AVAILABLE DATA START

//! Append-only bid record for one auction.
//!
//! Every attempt that reaches validation lands here, rejected ones included,
//! in arrival order. The ledger is the audit trail and the source for winner
//! determination and fan-out audiences.
//!
//! ## Invariants Enforced
//!
//! - Sequence numbers are assigned densely in append order (checked in
//!   `append()`).
//! - Accepted amounts strictly increase (checked in `append()`).

use super::entities::{Bid, Money, UserId};
use thiserror::Error;

/// Ledger append violations. Under the engine's exclusive sections these are
/// unreachable; they guard against a buggy or bypassing caller.
#[derive(Debug, Error, Clone, PartialEq, Eq)]
pub enum LedgerError {
    /// A row arrived with a sequence other than the next one.
    #[error("sequence gap: expected {expected}, got {actual}")]
    SequenceGap {
        /// The next sequence the ledger would assign.
        expected: u64,
        /// The sequence carried by the offered row.
        actual: u64,
    },

    /// An accepted row did not raise the price.
    #[error("non-monotonic accepted amount: {proposed} after {last}")]
    NonMonotonicAmount {
        /// Amount of the latest accepted row.
        last: Money,
        /// Amount of the offered row.
        proposed: Money,
    },
}

/// Ordered, append-only record of all bid attempts for one auction.
#[derive(Clone, Debug, Default)]
pub struct AuctionLedger {
    bids: Vec<Bid>,
}

impl AuctionLedger {
    /// Creates an empty ledger.
    #[must_use]
    pub fn new() -> Self {
        Self::default()
    }

    /// The sequence number the next appended row must carry.
    #[must_use]
    pub fn next_sequence(&self) -> u64 {
        self.bids.len() as u64 + 1
    }

    /// Number of rows, rejected attempts included.
    #[must_use]
    pub fn len(&self) -> usize {
        self.bids.len()
    }

    /// Returns true when no attempt has been recorded.
    #[must_use]
    pub fn is_empty(&self) -> bool {
        self.bids.is_empty()
    }

    /// Number of accepted rows.
    #[must_use]
    pub fn accepted_count(&self) -> u64 {
        self.bids.iter().filter(|b| b.outcome.is_accepted()).count() as u64
    }

    /// The latest accepted row, if any.
    #[must_use]
    pub fn last_accepted(&self) -> Option<&Bid> {
        self.bids.iter().rev().find(|b| b.outcome.is_accepted())
    }

    /// Appends a row.
    ///
    /// # Errors
    /// - `SequenceGap` if the row does not carry the next sequence
    /// - `NonMonotonicAmount` if an accepted row does not raise the price
    pub fn append(&mut self, bid: Bid) -> Result<(), LedgerError> {
        let expected = self.next_sequence();
        if bid.sequence != expected {
            return Err(LedgerError::SequenceGap {
                expected,
                actual: bid.sequence,
            });
        }

        if bid.outcome.is_accepted() {
            if let Some(last) = self.last_accepted() {
                if bid.amount <= last.amount {
                    return Err(LedgerError::NonMonotonicAmount {
                        last: last.amount,
                        proposed: bid.amount,
                    });
                }
            }
        }

        self.bids.push(bid);
        Ok(())
    }

    /// Accepted rows in arrival order, optionally restarting after a
    /// previously seen sequence.
    pub fn accepted_after(&self, after_sequence: Option<u64>) -> Vec<Bid> {
        let floor = after_sequence.unwrap_or(0);
        self.bids
            .iter()
            .filter(|b| b.outcome.is_accepted() && b.sequence > floor)
            .cloned()
            .collect()
    }

    /// Every recorded attempt in arrival order, for audit.
    pub fn history(&self) -> Vec<Bid> {
        self.bids.clone()
    }

    /// Every user who ever attempted a bid, deduplicated, in first-seen order.
    pub fn distinct_bidders(&self) -> Vec<UserId> {
        let mut seen = Vec::new();
        for bid in &self.bids {
            if !seen.contains(&bid.bidder_id) {
                seen.push(bid.bidder_id);
            }
        }
        seen
    }

    /// Replays the ledger and confirms accepted amounts strictly increase.
    /// Used by audit paths and tests.
    #[must_use]
    pub fn replay_is_monotonic(&self) -> bool {
        let mut last: Option<Money> = None;
        for bid in self.bids.iter().filter(|b| b.outcome.is_accepted()) {
            if let Some(prev) = last {
                if bid.amount <= prev {
                    return false;
                }
            }
            last = Some(bid.amount);
        }
        true
    }
}
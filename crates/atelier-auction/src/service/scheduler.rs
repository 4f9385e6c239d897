//! Lifecycle sweep loop.
//!
//! Drives time-based transitions at a fixed interval. The sweep itself lives
//! on the engine (it shares the per-auction sections with `place_bid`); this
//! type only owns the ticker task. Reads remain lazily self-correcting, so a
//! stalled sweep degrades freshness, never correctness.

use super::engine::AuctionEngine;
use std::sync::Arc;
use tokio::task::JoinHandle;
use tokio::time::MissedTickBehavior;
use tracing::{debug, error};

/// Periodic driver for the engine's lifecycle sweep.
pub struct LifecycleScheduler {
    engine: Arc<AuctionEngine>,
}

impl LifecycleScheduler {
    /// Creates a scheduler over the engine.
    pub fn new(engine: Arc<AuctionEngine>) -> Self {
        Self { engine }
    }

    /// Spawns the sweep loop at the engine's configured interval.
    ///
    /// One instance per deployment: a clustered setup elects a single sweep
    /// owner at the orchestration layer.
    pub fn spawn(self) -> JoinHandle<()> {
        let interval = self.engine.config().sweep_interval;
        tokio::spawn(async move {
            let mut ticker = tokio::time::interval(interval);
            ticker.set_missed_tick_behavior(MissedTickBehavior::Skip);
            loop {
                ticker.tick().await;
                match self.engine.sweep().await {
                    Ok(published) if published > 0 => {
                        debug!(events = published, "Lifecycle sweep published events");
                    }
                    Ok(_) => {}
                    Err(e) => error!(error = %e, "Lifecycle sweep failed"),
                }
            }
        })
    }
}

AVAILABLE DATA END

ACTION ITEM: Output all of the data above without any alteration.

OUTPUT BELOW:
//! Append-only bid record for one auction.
//!
//! Every attempt that reaches validation lands here, rejected ones included,
//! in arrival order. The ledger is the audit trail and the source for winner
//! determination and fan-out audiences.
//!
//! ## Invariants Enforced
//!
//! - Sequence numbers are assigned densely in append order (checked in
//!   `append()`).
//! - Accepted amounts strictly increase (checked in `append()`).

use super::entities::{Bid, Money, UserId};
use thiserror::Error;

/// Ledger append violations. Under the engine's exclusive sections these are
/// unreachable; they guard against a buggy or bypassing caller.
#[derive(Debug, Error, Clone, PartialEq, Eq)]
pub enum LedgerError {
    /// A row arrived with a sequence other than the next one.
    #[error("sequence gap: expected {expected}, got {actual}")]
    SequenceGap {
        /// The next sequence the ledger would assign.
        expected: u64,
        /// The sequence carried by the offered row.
        actual: u64,
    },

    /// An accepted row did not raise the price.
    #[error("non-monotonic accepted amount: {proposed} after {last}")]
    NonMonotonicAmount {
        /// Amount of the latest accepted row.
        last: Money,
        /// Amount of the offered row.
        proposed: Money,
    },
}

/// Ordered, append-only record of all bid attempts for one auction.
#[derive(Clone, Debug, Default)]
pub struct AuctionLedger {
    bids: Vec<Bid>,
}

impl AuctionLedger {
    /// Creates an empty ledger.
    #[must_use]
    pub fn new() -> Self {
        Self::default()
    }

    /// The sequence number the next appended row must carry.
    #[must_use]
    pub fn next_sequence(&self) -> u64 {
        self.bids.len() as u64 + 1
    }

    /// Number of rows, rejected attempts included.
    #[must_use]
    pub fn len(&self) -> usize {
        self.bids.len()
    }

    /// Returns true when no attempt has been recorded.
    #[must_use]
    pub fn is_empty(&self) -> bool {
        self.bids.is_empty()
    }

    /// Number of accepted rows.
    #[must_use]
    pub fn accepted_count(&self) -> u64 {
        self.bids.iter().filter(|b| b.outcome.is_accepted()).count() as u64
    }

    /// The latest accepted row, if any.
    #[must_use]
    pub fn last_accepted(&self) -> Option<&Bid> {
        self.bids.iter().rev().find(|b| b.outcome.is_accepted())
    }

    /// Appends a row.
    ///
    /// # Errors
    /// - `SequenceGap` if the row does not carry the next sequence
    /// - `NonMonotonicAmount` if an accepted row does not raise the price
    pub fn append(&mut self, bid: Bid) -> Result<(), LedgerError> {
        let expected = self.next_sequence();
        if bid.sequence != expected {
            return Err(LedgerError::SequenceGap {
                expected,
                actual: bid.sequence,
            });
        }

        if bid.outcome.is_accepted() {
            if let Some(last) = self.last_accepted() {
                if bid.amount <= last.amount {
                    return Err(LedgerError::NonMonotonicAmount {
                        last: last.amount,
                        proposed: bid.amount,
                    });
                }
            }
        }

        self.bids.push(bid);
        Ok(())
    }

    /// Accepted rows in arrival order, optionally restarting after a
    /// previously seen sequence.
    pub fn accepted_after(&self, after_sequence: Option<u64>) -> Vec<Bid> {
        let floor = after_sequence.unwrap_or(0);
        self.bids
            .iter()
            .filter(|b| b.outcome.is_accepted() && b.sequence > floor)
            .cloned()
            .collect()
    }

    /// Every recorded attempt in arrival order, for audit.
    pub fn history(&self) -> Vec<Bid> {
        self.bids.clone()
    }

    /// Every user who ever attempted a bid, deduplicated, in first-seen order.
    pub fn distinct_bidders(&self) -> Vec<UserId> {
        let mut seen = Vec::new();
        for bid in &self.bids {
            if !seen.contains(&bid.bidder_id) {
                seen.push(bid.bidder_id);
            }
        }
        seen
    }

    /// Replays the ledger and confirms accepted amounts strictly increase.
    /// Used by audit paths and tests.
    #[must_use]
    pub fn replay_is_monotonic(&self) -> bool {
        let mut last: Option<Money> = None;
        for bid in self.bids.iter().filter(|b| b.outcome.is_accepted()) {
            if let Some(prev) = last {
                if bid.amount <= prev {
                    return false;
                }
            }
            last = Some(bid.amount);
        }
        true
    }
}
filename crates/atelier-auction/src/service/scheduler.rs
repository 4f9385e6c239d897
//! Lifecycle sweep loop.
//!
//! Drives time-based transitions at a fixed interval. The sweep itself lives
//! on the engine (it shares the per-auction sections with `place_bid`); this
//! type only owns the ticker task. Reads remain lazily self-correcting, so a
//! stalled sweep degrades freshness, never correctness.

use super::engine::AuctionEngine;
use std::sync::Arc;
use tokio::task::JoinHandle;
use tokio::time::MissedTickBehavior;
use tracing::{debug, error};

/// Periodic driver for the engine's lifecycle sweep.
pub struct LifecycleScheduler {
    engine: Arc<AuctionEngine>,
}

impl LifecycleScheduler {
    /// Creates a scheduler over the engine.
    pub fn new(engine: Arc<AuctionEngine>) -> Self {
        Self { engine }
    }

    /// Spawns the sweep loop at the engine's configured interval.
    ///
    /// One instance per deployment: a clustered setup elects a single sweep
    /// owner at the orchestration layer.
    pub fn spawn(self) -> JoinHandle<()> {
        let interval = self.engine.config().sweep_interval;
        tokio::spawn(async move {
            let mut ticker = tokio::time::interval(interval);
            ticker.set_missed_tick_behavior(MissedTickBehavior::Skip);
            loop {
                ticker.tick().await;
                match self.engine.sweep().await {
                    Ok(published) if published > 0 => {
                        debug!(events = published, "Lifecycle sweep published events");
                    }
                    Ok(_) => {}
                    Err(e) => error!(error = %e, "Lifecycle sweep failed"),
                }
            }
        })
    }
}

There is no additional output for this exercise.